[Given data — start]
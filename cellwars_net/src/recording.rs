use std::fs::File;
use std::io::BufWriter;
use std::path::PathBuf;

use cellwars::{ActionResult, GameResult, ResolvedTurn};
use serde::{Deserialize, Serialize};

/// Writes every played turn of a game into a JSON file.
pub struct Recorder {
    num: usize,
    directory: PathBuf,
    turns: Vec<TurnRecord>,
}

impl Recorder {
    pub fn new(directory: PathBuf) -> anyhow::Result<Self> {
        if !directory.is_dir() {
            anyhow::bail!("Directory '{}' does not exist", directory.display());
        }
        Ok(Self {
            num: 1,
            directory,
            turns: Vec::new(),
        })
    }

    pub fn store_turn(&mut self, resolved: &ResolvedTurn) {
        self.turns.push(TurnRecord {
            turn: resolved.turn,
            player: resolved.player.id(),
            result: resolved.result.clone(),
        });
    }

    /// Writes the stored turns to `game_NNNNNN.json` and starts a new recording.
    pub fn write_game_recording(&mut self, result: Option<GameResult>) -> anyhow::Result<PathBuf> {
        let filepath = self.directory.join(format!("game_{:0>6}.json", self.num));
        let writer = BufWriter::new(File::create(&filepath)?);
        let recording = GameRecording {
            winner: match result {
                Some(GameResult::WonByPlayer { player }) => Some(player.id()),
                _ => None,
            },
            turns: std::mem::take(&mut self.turns),
        };
        serde_json::to_writer_pretty(writer, &recording)?;
        self.num += 1;
        Ok(filepath)
    }
}

#[derive(Serialize, Deserialize)]
pub struct GameRecording {
    /// Player id of the winner. Absent for a tie or an unfinished game.
    pub winner: Option<u8>,
    pub turns: Vec<TurnRecord>,
}

#[derive(Serialize, Deserialize)]
pub struct TurnRecord {
    pub turn: u32,
    pub player: u8,
    #[serde(flatten)]
    pub result: ActionResult,
}
use std::collections::BTreeMap;

use serde::{Deserialize, Serialize};

use crate::InvalidCellState;

/// One of the two players.
#[derive(Copy, Clone, Debug, PartialEq, Eq, PartialOrd, Ord, Hash)]
pub enum Player {
    One,
    Two,
}

impl Player {
    /// Position of the player in per-player arrays, 0 or 1.
    pub fn index(self) -> usize {
        match self {
            Player::One => 0,
            Player::Two => 1,
        }
    }

    /// The owner id written into cells and onto the wire, 1 or 2.
    pub fn id(self) -> u8 {
        self.index() as u8 + 1
    }

    pub fn other(self) -> Self {
        match self {
            Player::One => Player::Two,
            Player::Two => Player::One,
        }
    }
}

impl std::fmt::Display for Player {
    fn fmt(&self, f: &mut std::fmt::Formatter<'_>) -> std::fmt::Result {
        write!(f, "Player {}", self.id())
    }
}

/// Ownership of a single cell.
#[derive(Copy, Clone, Debug, Default, PartialEq, Eq, PartialOrd, Ord, Hash)]
#[repr(u8)]
pub enum CellState {
    #[default]
    Neutral = 0,
    Player1 = 1,
    Player2 = 2,
}

impl CellState {
    pub fn id(self) -> u8 {
        self as u8
    }

    /// The player owning this cell, if any.
    pub fn owner(self) -> Option<Player> {
        match self {
            CellState::Neutral => None,
            CellState::Player1 => Some(Player::One),
            CellState::Player2 => Some(Player::Two),
        }
    }
}

impl From<Player> for CellState {
    fn from(player: Player) -> Self {
        match player {
            Player::One => CellState::Player1,
            Player::Two => CellState::Player2,
        }
    }
}

impl TryFrom<u8> for CellState {
    type Error = InvalidCellState;

    fn try_from(id: u8) -> Result<Self, Self::Error> {
        match id {
            0 => Ok(CellState::Neutral),
            1 => Ok(CellState::Player1),
            2 => Ok(CellState::Player2),
            _ => Err(InvalidCellState(id)),
        }
    }
}

/// The new state of one cell.
///
/// This is the unit of replay as well as of network transfer. On the wire it
/// is the array `[x, y, ownerId]`.
#[derive(Copy, Clone, Debug, PartialEq, Eq, Hash, Serialize, Deserialize)]
#[serde(into = "(i32, i32, u8)", try_from = "(i32, i32, u8)")]
pub struct ChangeRecord {
    pub x: i32,
    pub y: i32,
    pub state: CellState,
}

impl ChangeRecord {
    pub fn new(x: i32, y: i32, state: CellState) -> Self {
        Self { x, y, state }
    }
}

impl From<ChangeRecord> for (i32, i32, u8) {
    fn from(change: ChangeRecord) -> Self {
        (change.x, change.y, change.state.id())
    }
}

impl TryFrom<(i32, i32, u8)> for ChangeRecord {
    type Error = InvalidCellState;

    fn try_from((x, y, id): (i32, i32, u8)) -> Result<Self, Self::Error> {
        Ok(Self {
            x,
            y,
            state: CellState::try_from(id)?,
        })
    }
}

/// A fixed-size rectangle of cells.
///
/// Reads and writes outside of the rectangle are not errors: reads return
/// `None` and writes are ignored.
#[derive(Clone, Debug, PartialEq, Eq)]
pub struct Grid {
    width: usize,
    height: usize,
    /// Row-major.
    cells: Vec<CellState>,
}

impl Grid {
    /// Creates a grid where every cell is neutral.
    pub fn new(width: usize, height: usize) -> Self {
        Self {
            width,
            height,
            cells: vec![CellState::Neutral; width * height],
        }
    }

    pub fn width(&self) -> usize {
        self.width
    }

    pub fn height(&self) -> usize {
        self.height
    }

    pub fn is_in_bounds(&self, x: i32, y: i32) -> bool {
        x >= 0 && y >= 0 && (x as usize) < self.width && (y as usize) < self.height
    }

    fn index(&self, x: i32, y: i32) -> Option<usize> {
        self.is_in_bounds(x, y)
            .then(|| y as usize * self.width + x as usize)
    }

    pub fn get(&self, x: i32, y: i32) -> Option<CellState> {
        self.index(x, y).map(|idx| self.cells[idx])
    }

    /// The single mutation entry point. Out-of-range coordinates are a no-op.
    pub fn set(&mut self, x: i32, y: i32, state: CellState) {
        if let Some(idx) = self.index(x, y) {
            self.cells[idx] = state;
        }
    }

    pub fn apply(&mut self, change: ChangeRecord) {
        self.set(change.x, change.y, change.state);
    }

    /// Applies a whole change list in order.
    pub fn apply_all(&mut self, changes: &[ChangeRecord]) {
        for &change in changes {
            self.apply(change);
        }
    }

    /// Number of cells in each state. All three states are always present.
    pub fn count_by_owner(&self) -> BTreeMap<CellState, usize> {
        let mut counts = BTreeMap::from([
            (CellState::Neutral, 0),
            (CellState::Player1, 0),
            (CellState::Player2, 0),
        ]);
        for &cell in &self.cells {
            *counts.entry(cell).or_insert(0) += 1;
        }
        counts
    }

    /// Number of cells owned by `player`.
    pub fn count_owned(&self, player: Player) -> usize {
        let state = CellState::from(player);
        self.cells.iter().filter(|&&cell| cell == state).count()
    }

    /// Iterates over all cells as `(x, y, state)` in row-major order.
    pub fn iter(&self) -> impl Iterator<Item = (i32, i32, CellState)> + '_ {
        self.cells.iter().enumerate().map(move |(idx, &state)| {
            ((idx % self.width) as i32, (idx / self.width) as i32, state)
        })
    }
}

#[cfg(test)]
mod tests {
    use quickcheck::quickcheck;

    use super::*;
    use crate::arbitrary::{GridInput, PaintInput};

    quickcheck! {
        fn set_then_get(input: GridInput) -> bool {
            let mut grid = Grid::new(input.width, input.height);
            let (x, y) = input.in_bounds;
            grid.set(x, y, input.state);
            grid.get(x, y) == Some(input.state)
        }

        fn out_of_range_set_is_noop(input: GridInput) -> bool {
            let mut grid = Grid::new(input.width, input.height);
            grid.set(input.in_bounds.0, input.in_bounds.1, CellState::Player2);
            let before = grid.clone();
            let (x, y) = input.out_of_bounds;
            grid.set(x, y, input.state);
            grid == before && grid.get(x, y).is_none()
        }

        fn replay_is_a_pure_function(input: PaintInput) -> bool {
            let mut a = Grid::new(input.width, input.height);
            let mut b = Grid::new(input.width, input.height);
            a.apply_all(&input.changes);
            for &change in &input.changes {
                b.set(change.x, change.y, change.state);
            }
            a == b
        }
    }

    #[test]
    fn counts_include_every_state() {
        let mut grid = Grid::new(3, 2);
        grid.set(0, 0, CellState::Player1);
        grid.set(2, 1, CellState::Player1);
        grid.set(1, 1, CellState::Player2);
        let counts = grid.count_by_owner();
        assert_eq!(counts[&CellState::Neutral], 3);
        assert_eq!(counts[&CellState::Player1], 2);
        assert_eq!(counts[&CellState::Player2], 1);
        assert_eq!(grid.count_owned(Player::One), 2);
    }

    #[test]
    fn change_record_wire_shape() {
        let change = ChangeRecord::new(3, -1, CellState::Player2);
        let json = serde_json::to_string(&change).unwrap();
        assert_eq!(json, "[3,-1,2]");
        let parsed: ChangeRecord = serde_json::from_str(&json).unwrap();
        assert_eq!(parsed, change);
        assert!(serde_json::from_str::<ChangeRecord>("[0,0,7]").is_err());
    }

    #[test]
    fn iter_is_row_major() {
        let mut grid = Grid::new(2, 2);
        grid.set(1, 0, CellState::Player1);
        let cells: Vec<_> = grid.iter().collect();
        assert_eq!(cells[1], (1, 0, CellState::Player1));
        assert_eq!(cells[2], (0, 1, CellState::Neutral));
    }
}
[Given data — finish]
■ **Exercise details**
Wherever a line above contains "struct", copy that line.

■ **Answer box**
pub struct Recorder {
pub struct GameRecording {
pub struct TurnRecord {
pub struct ChangeRecord {
pub struct Grid {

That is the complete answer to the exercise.